The basic erosive wear examination (BEWE) score included four classifications: score 0 = no erosive tooth wear, score 1 = initial loss of enamel surface, score 2 = distinct defect of hard tissue loss less than 50% of the surface area, score 3 = distinct defect of hard tissue loss more than 50% of the surface area [29]. The highest BEWE score on the tooth surface in each sextant represents the ETW status of the entire sextant [12, 29].

Data analysis

The data were recorded on a charting form specifically designed for oral health examinations of elderly individuals in Hong Kong. The data from the questionnaire and clinical examination were input into Microsoft Excel. Data analysis was performed using IBM SPSS Statistics for Windows, Version 28.0. Intra and inter-examiner agreement was assessed with Cohen’s kappa coefficient based on tooth level. A chi-square test was performed to analyse the differences in the presence of severe ETW (BEWE = 3) according to the distribution of older adult’s demographic characteristics (age and gender), oral health status (number of remaining teeth and denture prostheses), oral hygiene habits (frequency of perform toothbrushing, types of mechanical oral hygiene aids, untreated dental caries, and dental visit experience). Owing to the asymmetric data distribution of age and VPI (by Shapiro-Wilk test), a non-parametric test; the Mann-Whitney test was performed to investigate the association between severe ETW (binary variable using cut-off value BEWE = 3) and VPI and age variables.

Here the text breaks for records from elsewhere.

use axum::async_trait;
use sqlx::PgPool;
use uuid::Uuid;

use super::model::{CartRow, NewCartRow};
use crate::error::StoreError;

/// Remote table of cart rows, one set per authenticated user.
#[async_trait]
pub trait SessionStore: Send + Sync {
    async fn select_rows(&self, user_id: Uuid) -> Result<Vec<CartRow>, StoreError>;
    async fn insert_row(&self, row: NewCartRow) -> Result<CartRow, StoreError>;
    async fn update_quantity(&self, user_id: Uuid, row_id: Uuid, quantity: i32) -> Result<(), StoreError>;
    async fn delete_row(&self, user_id: Uuid, row_id: Uuid) -> Result<(), StoreError>;
    async fn delete_all(&self, user_id: Uuid) -> Result<(), StoreError>;
}

#[derive(Clone)]
pub struct PgSessionStore {
    db: PgPool,
}

impl PgSessionStore {
    pub fn new(db: PgPool) -> Self {
        Self { db }
    }
}

#[async_trait]
impl SessionStore for PgSessionStore {
    async fn select_rows(&self, user_id: Uuid) -> Result<Vec<CartRow>, StoreError> {
        let rows = sqlx::query_as::<_, CartRow>(
            r#"
            SELECT id, user_id, item_id, name, price, image, quantity, created_at
              FROM user_carts
             WHERE user_id = $1
             ORDER BY created_at ASC
            "#,
        )
        .bind(user_id)
        .fetch_all(&self.db)
        .await?;
        Ok(rows)
    }

    async fn insert_row(&self, row: NewCartRow) -> Result<CartRow, StoreError> {
        let row = sqlx::query_as::<_, CartRow>(
            r#"
            INSERT INTO user_carts (user_id, item_id, name, price, image, quantity)
            VALUES ($1, $2, $3, $4, $5, $6)
            RETURNING id, user_id, item_id, name, price, image, quantity, created_at
            "#,
        )
        .bind(row.user_id)
        .bind(row.item_id)
        .bind(row.name)
        .bind(row.price)
        .bind(row.image)
        .bind(row.quantity)
        .fetch_one(&self.db)
        .await?;
        Ok(row)
    }

    async fn update_quantity(&self, user_id: Uuid, row_id: Uuid, quantity: i32) -> Result<(), StoreError> {
        let res = sqlx::query(
            r#"
            UPDATE user_carts
               SET quantity = $3
             WHERE user_id = $1 AND id = $2
            "#,
        )
        .bind(user_id)
        .bind(row_id)
        .bind(quantity)
        .execute(&self.db)
        .await?;
        if res.rows_affected() == 0 {
            return Err(StoreError::NotFound);
        }
        Ok(())
    }

    async fn delete_row(&self, user_id: Uuid, row_id: Uuid) -> Result<(), StoreError> {
        sqlx::query(r#"DELETE FROM user_carts WHERE user_id = $1 AND id = $2"#)
            .bind(user_id)
            .bind(row_id)
            .execute(&self.db)
            .await?;
        Ok(())
    }

    async fn delete_all(&self, user_id: Uuid) -> Result<(), StoreError> {
        sqlx::query(r#"DELETE FROM user_carts WHERE user_id = $1"#)
            .bind(user_id)
            .execute(&self.db)
            .await?;
        Ok(())
    }
}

All the variables were evaluated using a logistic regression model to determine the risk factors of severe ETW in the participants. A backward stepwise was adopted to remove the variables that were not statistically significant. The final model included only statistically significant variables. The level of significance was set at 0.05.


The flow chart of the recruitment of older adults is displayed in Fig. 1. A total of 660 older adults were invited to join the study. 590 older adults agreed to join and 157 older adults were excluded because they absented the survey, could not complete the questionnaire, and could not meet the inclusion criteria. Thus, 433 older adults from 9 elderly daycare centres were examined. The response rate was 73%. Among the 433 participants, approximately three-quarters of the participants were female (n = 333, 76.90%). The mean age of all participants (± SD) was 74 ± 7 years. The kappa value of inter-examiner agreement for the assessment of BEWE was 0.81. Intra-examiner agreement of two examiners were 0.83 and 0.85.

Fig. 1
figure 1

Flow chart of the recruitment of older adults in this study

Prosthetic status

The prosthetic status of the upper and lower arch is shown in Table 2. Approximately half of older adults did not have prostheses. The most common type of upper and lower prostheses was bridge, following by partial denture and complete denture.

Table 2 Prosthetic status

Erosive tooth wear status

The presence and severity of ETW in Hong Kong older adults, stratified by gender are described in Table 3. BEWE score 0 was detected in none of the participants. ETW (BEWE > 0) presented in 100% of the participants, while severe ETW (BEWE = 3) presented in 56.81% of the participants. The mean age of participants who had severe ETW was 74.3 ± 7.6 years. More than half of males (65%) and females (54.4%) had severe ETW (BEWE = 3). The mean BEWE scores per sextant for males and females were 2.1 ± 0.5 and 2.0 ± 0.5, respectively. The distribution of the severity of ETW in the six sextants is presented in Table 4. The lower anterior teeth had a higher presence and severity of ETW than the other areas.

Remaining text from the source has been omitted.